- Born: James Benjamin Rosenzweig
- Education: University of Wisconsin–Madison (Ph.D.)
- Known for: Blowout regime in plasma wakefield acceleration
- Awards: FEL Prize (2007); Advanced Accelerator Prize (2022); Hannes Alfvén Prize (2023);
- Scientific career
- Fields: Plasma physics
- Institutions: UCLA
- Thesis: Plasma Wake Fields in High-Energy Physics: An Experimental and Theoretical Investigation (1988)

= James Benjamin Rosenzweig =

American experimental plasma physicist

James Benjamin Rosenzweig is an experimental plasma physicist and a distinguished professor at the University of California, Los Angeles (UCLA). In the field of plasma wakefield acceleration, he is regarded as the father of the non-linear "blowout" interaction regime, where a laser beam, when fired into a plasma at intense levels, expels electrons from the plasma and creates a spherical structure that can effectively focus and accelerate the plasma.

Rosenzweig's research on accelerator technologies and light source development is also considered to be pioneering in the field. For his research on plasma acceleration and electron beams, Rosenzweig was inducted as a fellow of the American Physical Society in 1998. He is the recipient of the 2007 Free Electron Laser (FEL) Prize, 2022 Advanced Accelerator Prize, and the 2023 Hannes Alfvén Prize.

== Early life and career ==
Rosenzweig received his Ph.D. from the University of Wisconsin–Madison in 1988.

From 2009 to 2014, Rosenzweig served as the chair of the UCLA Department of Physics and Astronomy. He is the director of the UCLA's Particle Beam Physics Laboratory, which primarily focuses on exploring the fundamental aspects of high brightness, ultra-fast relativistic electron beams.

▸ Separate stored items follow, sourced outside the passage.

/// 認証サービス
///
/// バックエンドのパスワード認証APIをラップし、結果を統一された
/// 成功/失敗エンベロープ（`AuthOutcome`）に分類する。
/// 生の例外は呼び出し側に伝播させない。
use crate::features::auth::middleware::RESET_PASSWORD_CONFIRM_PATH;
use crate::features::auth::models::{
    get_error_field, get_error_message, AuthFailure, AuthOutcome, AuthUser, LoginFormData,
    ResetPasswordFormData, Session, SignupFormData,
};
use crate::shared::api_client::{AuthCallError, BackendClient, SessionMode};
use crate::shared::errors::{AppError, AppResult};
use log::{error, info, warn};
use reqwest::StatusCode;
use std::sync::Arc;

/// 認証サービス
#[derive(Clone)]
pub struct AuthService {
    /// バックエンドクライアント
    client: Arc<BackendClient>,
}

impl AuthService {
    /// 新しいAuthServiceを作成する
    ///
    /// # 引数
    /// * `client` - バックエンドクライアント
    pub fn new(client: Arc<BackendClient>) -> Self {
        Self { client }
    }

    /// メールアドレスとパスワードでサインインする
    ///
    /// # 引数
    /// * `data` - ログインフォームのデータ
    ///
    /// # 戻り値
    /// 成功時はセッション、失敗時はフィールド帰属つきのエラー
    pub async fn sign_in(&self, data: &LoginFormData) -> AuthOutcome<Session> {
        data.validate()?;

        let body = serde_json::json!({
            "email": data.email,
            "password": data.password,
        });

        let result = self
            .client
            .auth_post::<Session>("/auth/v1/token", &[("grant_type", "password")], &body, None)
            .await;

        match result {
            Ok(session) => {
                // 対話型コンテキストではセッションをハンドルに保持する
                if self.client.mode() == SessionMode::Interactive {
                    self.client.store_session_token(&session.access_token);
                }
                info!("サインインに成功しました: user_id={}", session.user.id);
                Ok(session)
            }
            Err(e) => Err(Self::classify_failure(e, "サインイン")),
        }
    }

    /// 新規ユーザーを登録する
    ///
    /// メール確認が有効なバックエンドではセッションなしでユーザーのみ
    /// 返ることがあるため、どちらのレスポンス形状も受け付ける。
    ///
    /// # 引数
    /// * `data` - サインアップフォームのデータ
    pub async fn sign_up(&self, data: &SignupFormData) -> AuthOutcome<AuthUser> {
        data.validate()?;

        let body = serde_json::json!({
            "email": data.email,
            "password": data.password,
            "data": {
                "full_name": data.full_name.clone().unwrap_or_default(),
            },
        });

        let result = self
            .client
            .auth_post::<serde_json::Value>("/auth/v1/signup", &[], &body, None)
            .await;

        match result {
            Ok(payload) => {
                if payload.get("access_token").is_some() {
                    // セッション込みのレスポンス
                    let session: Session =
                        serde_json::from_value(payload).map_err(|e| {
                            error!("サインアップレスポンスの解析に失敗しました: {e}");
                            AuthFailure::unexpected()
                        })?;
                    if self.client.mode() == SessionMode::Interactive {
                        self.client.store_session_token(&session.access_token);
                    }
                    info!("サインアップに成功しました: user_id={}", session.user.id);
                    Ok(session.user)
                } else {
                    // メール確認待ちのためユーザーのみのレスポンス
                    let user: AuthUser = serde_json::from_value(payload).map_err(|e| {
                        error!("サインアップレスポンスの解析に失敗しました: {e}");
                        AuthFailure::unexpected()
                    })?;
                    info!("サインアップに成功しました（確認待ち）: user_id={}", user.id);
                    Ok(user)
                }
            }
            Err(e) => Err(Self::classify_failure(e, "サインアップ")),
        }
    }

    /// サインアウトする
    ///
    /// セッションを保持していない場合は何もせず成功として扱う。
    pub async fn sign_out(&self) -> AuthOutcome<()> {
        let Some(token) = self.client.session_token() else {
            return Ok(());
        };

        let result = self
            .client
            .auth_post_empty("/auth/v1/logout", &[], &serde_json::json!({}), Some(&token))
            .await;

        match result {
            Ok(()) => {
                self.client.clear_session_token();
                info!("サインアウトしました");
                Ok(())
            }
            Err(AuthCallError::Upstream { status, message }) => {
                warn!("サインアウトに失敗しました: status={status}, message={message}");
                Err(AuthFailure::form_level("ログアウトに失敗しました"))
            }
            Err(AuthCallError::Unexpected(e)) => {
                error!("サインアウトで予期しないエラー: {e}");
                Err(AuthFailure::unexpected())
            }
        }
    }

    /// パスワードリセットメールを送信する
    ///
    /// サイトURLが設定されている場合、メール内リンクのリダイレクト先に
    /// パスワード再設定ページを指定する。
    ///
    /// # 引数
    /// * `data` - パスワードリセットフォームのデータ
    pub async fn reset_password(&self, data: &ResetPasswordFormData) -> AuthOutcome<()> {
        data.validate()?;

        let redirect_to = self
            .client
            .config()
            .site_url
            .as_ref()
            .map(|site| format!("{site}{RESET_PASSWORD_CONFIRM_PATH}"));

        let query: Vec<(&str, &str)> = match &redirect_to {
            Some(url) => vec![("redirect_to", url.as_str())],
            None => Vec::new(),
        };

        let body = serde_json::json!({ "email": data.email });

        let result = self
            .client
            .auth_post_empty("/auth/v1/recover", &query, &body, None)
            .await;

        match result {
            Ok(()) => {
                info!("パスワードリセットメールを送信しました");
                Ok(())
            }
            Err(AuthCallError::Upstream { message, .. }) => {
                warn!("パスワードリセットに失敗しました: message={message}");
                // リセット操作はフィールド帰属を行わずフォーム全体のエラーとする
                Err(AuthFailure::form_level(get_error_message(&message)))
            }
            Err(AuthCallError::Unexpected(e)) => {
                error!("パスワードリセットで予期しないエラー: {e}");
                Err(AuthFailure::unexpected())
            }
        }
    }

    /// 現在のユーザー情報を取得する
    ///
    /// # 戻り値
    /// セッションがない場合・トークンが無効な場合はOk(None)
    pub async fn get_current_user(&self) -> AppResult<Option<AuthUser>> {
        let Some(token) = self.client.session_token() else {
            return Ok(None);
        };
        self.get_user_for_token(&token).await
    }

    /// 指定されたアクセストークンのユーザー情報を取得する（サーバーサイド用）
    ///
    /// # 引数
    /// * `access_token` - 受信リクエストから取り出したアクセストークン
    ///
    /// # 戻り値
    /// トークンが無効な場合はOk(None)
    pub async fn get_user_for_token(&self, access_token: &str) -> AppResult<Option<AuthUser>> {
        let result = self
            .client
            .auth_get::<AuthUser>("/auth/v1/user", access_token)
            .await;

        match result {
            Ok(user) => Ok(Some(user)),
            Err(AuthCallError::Upstream { status, message })
                if status == StatusCode::UNAUTHORIZED || status == StatusCode::FORBIDDEN =>
            {
                log::debug!("無効なトークンでユーザー取得: {message}");
                Ok(None)
            }
            Err(AuthCallError::Upstream { status, message }) => {
                error!("ユーザー取得エラー: status={status}, message={message}");
                Err(AppError::Backend(message))
            }
            Err(AuthCallError::Unexpected(e)) => {
                error!("ユーザー取得で予期しないエラー: {e}");
                Err(e)
            }
        }
    }

    /// セッションが存在するかどうかを判定する
    pub fn has_session(&self) -> bool {
        self.client.has_session()
    }

    /// 保持しているアクセストークンを取得する
    pub fn session_token(&self) -> Option<String> {
        self.client.session_token()
    }

    /// 認証エンドポイントの失敗をユーザー向けエラーに分類する
    fn classify_failure(error: AuthCallError, operation: &str) -> AuthFailure {
        match error {
            AuthCallError::Upstream { status, message } => {
                warn!("{operation}に失敗しました: status={status}, message={message}");
                AuthFailure {
                    message: get_error_message(&message),
                    field: get_error_field(&message),
                }
            }
            AuthCallError::Unexpected(e) => {
                error!("{operation}で予期しないエラー: {e}");
                AuthFailure::unexpected()
            }
        }
    }
}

Rosenzweig co-founded several industrial accelerator companies, including RadiaBeam Technologies in 2003.

== Scientific contributions ==
Rosenzweig's research specializes in advanced accelerator, beam, and radiation techniques, along with their applications across various scientific disciplines. His research has applications in very high field accelerators based on lasers, wakefields, plasmas and dielectrics, as well as the production of radiation in free-electron lasers and Compton scattering sources, with applications ranging from high field pumps for studying non-equilibrium high field phenomena to atomic-molecular level ultra-fast imaging techniques.

Rosenzweig has written a textbook, Fundamentals of Beam Physics, which emphasizes unity of concepts between charged particles and laser beams.

== Honors and awards ==
Rosenzweig was awarded the Sloan Research Fellowship in 1993. He is a recipient of the SCC and Wilson Fellowships.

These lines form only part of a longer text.